The epsin family includes epsin 1 (EPN1), EPN2 and EPN3, which belong to the family of endocytic clathrins and are involved in receptor endocytosis (7). Although EPN1 and EPN2 are widely and highly expressed in tumors, and are involved in regulating biological functions such as angiogenesis (8), there are few studies on EPN3 in cancer. Wang et al (9) reported that EPN3 was involved in the regulation of glioma invasion and metastasis. It has also been revealed that EPN3 can be used as a downstream target of p53 to participate in the regulation of tumor cell senescence and apoptosis (10). However, to the best of our knowledge, EPN3 has rarely been studied in breast cancer. Previous studies have shown that EPN3 was an oncogene associated with the prognosis and treatment of breast cancer, and that it can promote breast cancer metastasis via epithelial-mesenchymal transition regulation (11). However, the function and mechanism of EPN3 in regulating cell proliferation and apoptosis in ER-positive breast cancer have not been completely elucidated.
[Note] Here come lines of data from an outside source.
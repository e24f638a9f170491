//! Chat pane widget.
//!
//! Combines the transcript (scrollable history) with an input area at the bottom.

use parley_engine::ChatSession;
use ratatui::{
    buffer::Buffer,
    layout::{Alignment, Rect},
    symbols::line,
    text::{Line, Span},
    widgets::{Block, Borders, Paragraph, Widget},
};

use crate::text::truncate_to_width;
use crate::ui::theme::Styles;
use crate::ui::widgets::TextInputState;

use super::transcript::transcript_lines;

/// Fixed height for the input area (in lines).
const INPUT_HEIGHT: u16 = 3;

/// Height for the divider line.
const DIVIDER_HEIGHT: u16 = 1;

/// Shown in the input area while it is empty.
pub const INPUT_PLACEHOLDER: &str = "Type your message here...";

/// Chat pane widget combining transcript and input.
///
/// ```text
/// ┌─ Chat with Ben ──────────────────────┐
/// │ Ben: are we still on for friday?     │
/// │ 09:12                                │
/// │                                      │
/// │                      You: yes, 7pm   │
/// │                              09:14   │
/// ├──────────────────────────────────────┤
/// │ > Type your message here...          │
/// └──────────────────────────────────────┘
/// ```
pub struct ChatPane<'a> {
    session: &'a ChatSession,
    input: &'a TextInputState,
    scroll: usize,
    focused: bool,
}

impl<'a> ChatPane<'a> {
    /// Create a new chat pane.
    pub fn new(session: &'a ChatSession, input: &'a TextInputState) -> Self {
        Self {
            session,
            input,
            scroll: 0,
            focused: false,
        }
    }

    /// Lines scrolled up from the bottom of the transcript.
    #[must_use]
    pub fn scroll(mut self, scroll: usize) -> Self {
        self.scroll = scroll;
        self
    }

    /// Set whether this pane is focused.
    #[must_use]
    pub fn focused(mut self, focused: bool) -> Self {
        self.focused = focused;
        self
    }

    /// Area the transcript occupies when the pane is drawn into `area`.
    pub fn transcript_area(area: Rect) -> Rect {
        let inner = Block::default().borders(Borders::ALL).inner(area);
        let height = inner.height.saturating_sub(INPUT_HEIGHT + DIVIDER_HEIGHT);
        Rect::new(inner.x, inner.y, inner.width, height)
    }

    fn render_transcript(&self, area: Rect, buf: &mut Buffer) {
        if area.height == 0 {
            return;
        }

        let lines = transcript_lines(self.session, area.width);
        if lines.is_empty() {
            let y = area.y + area.height / 2;
            Paragraph::new(Line::from(Span::styled("No messages yet", Styles::dim())))
                .alignment(Alignment::Center)
                .render(Rect::new(area.x, y, area.width, 1), buf);
            return;
        }

        // Bottom-anchored: scroll 0 shows the newest lines
        let height = usize::from(area.height);
        let max_offset = lines.len().saturating_sub(height);
        let offset = max_offset.saturating_sub(self.scroll);
        let visible: Vec<Line<'static>> = lines.into_iter().skip(offset).take(height).collect();

        Paragraph::new(visible).render(area, buf);
    }

    fn render_input(&self, area: Rect, buf: &mut Buffer) {
        let prompt = "> ";

        if self.input.is_empty() {
            let mut spans = vec![Span::styled(prompt, Styles::active())];
            if self.focused {
                spans.push(Span::styled("_", Styles::default()));
            }
            spans.push(Span::styled(INPUT_PLACEHOLDER, Styles::dim()));
            Paragraph::new(Line::from(spans)).render(area, buf);
            return;
        }

        let cursor_pos = self.input.cursor;
        let mut lines: Vec<Line<'_>> = Vec::new();
        let mut spans: Vec<Span<'_>> = vec![Span::styled(prompt, Styles::active())];
        let mut cursor_drawn = false;

        for (i, ch) in self.input.content().chars().enumerate() {
            if self.focused && i == cursor_pos && !cursor_drawn {
                spans.push(Span::styled("|", Styles::active()));
                cursor_drawn = true;
            }
            if ch == '\n' {
                lines.push(Line::from(std::mem::take(&mut spans)));
                // Continuation lines line up with the text after the prompt
                spans.push(Span::raw(" ".repeat(prompt.len())));
            } else {
                spans.push(Span::styled(ch.to_string(), Styles::default()));
            }
        }
        if self.focused && !cursor_drawn {
            spans.push(Span::styled("_", Styles::default()));
        }
        lines.push(Line::from(spans));

        // Keep the line with the cursor in view
        let overflow = lines.len().saturating_sub(usize::from(area.height));
        let lines: Vec<Line<'_>> = lines.into_iter().skip(overflow).collect();
        Paragraph::new(lines).render(area, buf);
    }

    fn render_divider(area: Rect, buf: &mut Buffer) {
        if area.width == 0 {
            return;
        }
        let divider = line::HORIZONTAL.repeat(usize::from(area.width));
        Paragraph::new(Line::from(Span::styled(divider, Styles::border()))).render(area, buf);
    }
}

impl Widget for ChatPane<'_> {
    fn render(self, area: Rect, buf: &mut Buffer) {
        let border_style = if self.focused {
            Styles::border_active()
        } else {
            Styles::border()
        };

        let name_room = usize::from(area.width.saturating_sub(14));
        let title = format!(
            " Chat with {} ",
            truncate_to_width(self.session.counterpart_name(), name_room)
        );
        let block = Block::default()
            .title(title)
            .title_style(Styles::title())
            .borders(Borders::ALL)
            .border_style(border_style)
            .style(Styles::default());

        let inner = block.inner(area);
        block.render(area, buf);

        if inner.height < INPUT_HEIGHT + DIVIDER_HEIGHT + 1 {
            // Not enough space - just show input
            self.render_input(inner, buf);
            return;
        }

        let transcript_area = Self::transcript_area(area);
        let divider_y = transcript_area.y + transcript_area.height;
        let divider_area = Rect::new(inner.x, divider_y, inner.width, DIVIDER_HEIGHT);
        let input_area = Rect::new(inner.x, divider_y + DIVIDER_HEIGHT, inner.width, INPUT_HEIGHT);

        self.render_transcript(transcript_area, buf);
        Self::render_divider(divider_area, buf);
        self.render_input(input_area, buf);
    }
}

#[cfg(test)]
mod tests {
    use super::*;
    use crate::test_utils::{
        buffer_to_string, create_test_session, create_test_terminal_sized, message_from,
    };

    fn render(session: &ChatSession, input: &TextInputState, scroll: usize) -> String {
        let mut terminal = create_test_terminal_sized(60, 16);
        terminal
            .draw(|frame| {
                let pane = ChatPane::new(session, input).scroll(scroll).focused(true);
                frame.render_widget(pane, frame.area());
            })
            .unwrap();
        buffer_to_string(terminal.backend().buffer())
    }

    #[test]
    fn test_chat_pane_title_and_placeholder() {
        let (session, _) = create_test_session();
        let input = TextInputState::new();

        let text = render(&session, &input, 0);
        assert!(text.contains("Chat with Ben"));
        assert!(text.contains(INPUT_PLACEHOLDER));
        assert!(text.contains("No messages yet"));
    }

    #[test]
    fn test_chat_pane_shows_typed_text_instead_of_placeholder() {
        let (session, _) = create_test_session();
        let mut input = TextInputState::new();
        input.insert_str("see you soon");

        let text = render(&session, &input, 0);
        assert!(text.contains("> see you soon_"));
        assert!(!text.contains(INPUT_PLACEHOLDER));
    }

    #[test]
    fn test_chat_pane_anchors_to_newest_message() {
        let (mut session, _) = create_test_session();
        let ticket = session.bind();
        let history = (0..20)
            .map(|i| message_from(&format!("m{i}"), "u2", &format!("note {i}")))
            .collect();
        session.apply_history(&ticket, Ok(history));
        let input = TextInputState::new();

        let bottom = render(&session, &input, 0);
        assert!(bottom.contains("note 19"));
        assert!(!bottom.contains("Ben: note 0 "));

        let top = render(&session, &input, usize::MAX);
        assert!(top.contains("Ben: note 0 "));
        assert!(!top.contains("note 19"));
    }

    #[test]
    fn test_chat_pane_minimum_size() {
        let (session, _) = create_test_session();
        let input = TextInputState::new();
        let mut terminal = create_test_terminal_sized(20, 5);

        terminal
            .draw(|frame| {
                frame.render_widget(ChatPane::new(&session, &input), frame.area());
            })
            .unwrap();
    }

    #[test]
    fn test_transcript_area_leaves_room_for_input() {
        let area = ChatPane::transcript_area(Rect::new(0, 0, 60, 16));
        assert_eq!(area, Rect::new(1, 1, 58, 10));
    }
}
The present study aimed to investigate the biological function and mechanism of EPN3 in regulating cell proliferation and apoptosis in ER-positive breast cancer, and to provide new insights into the role of EPN3 in promoting the occurrence and development of ER-positive breast cancer.

Materials and methods

Cell lines and tissue specimens

The human breast cancer cell lines, MCF7, ZR75-1, MDA-MB-231, BT549 and SK-BR-3, and the normal mammary epithelial cell line, MCF10A, were obtained from the American Type Culture Collection.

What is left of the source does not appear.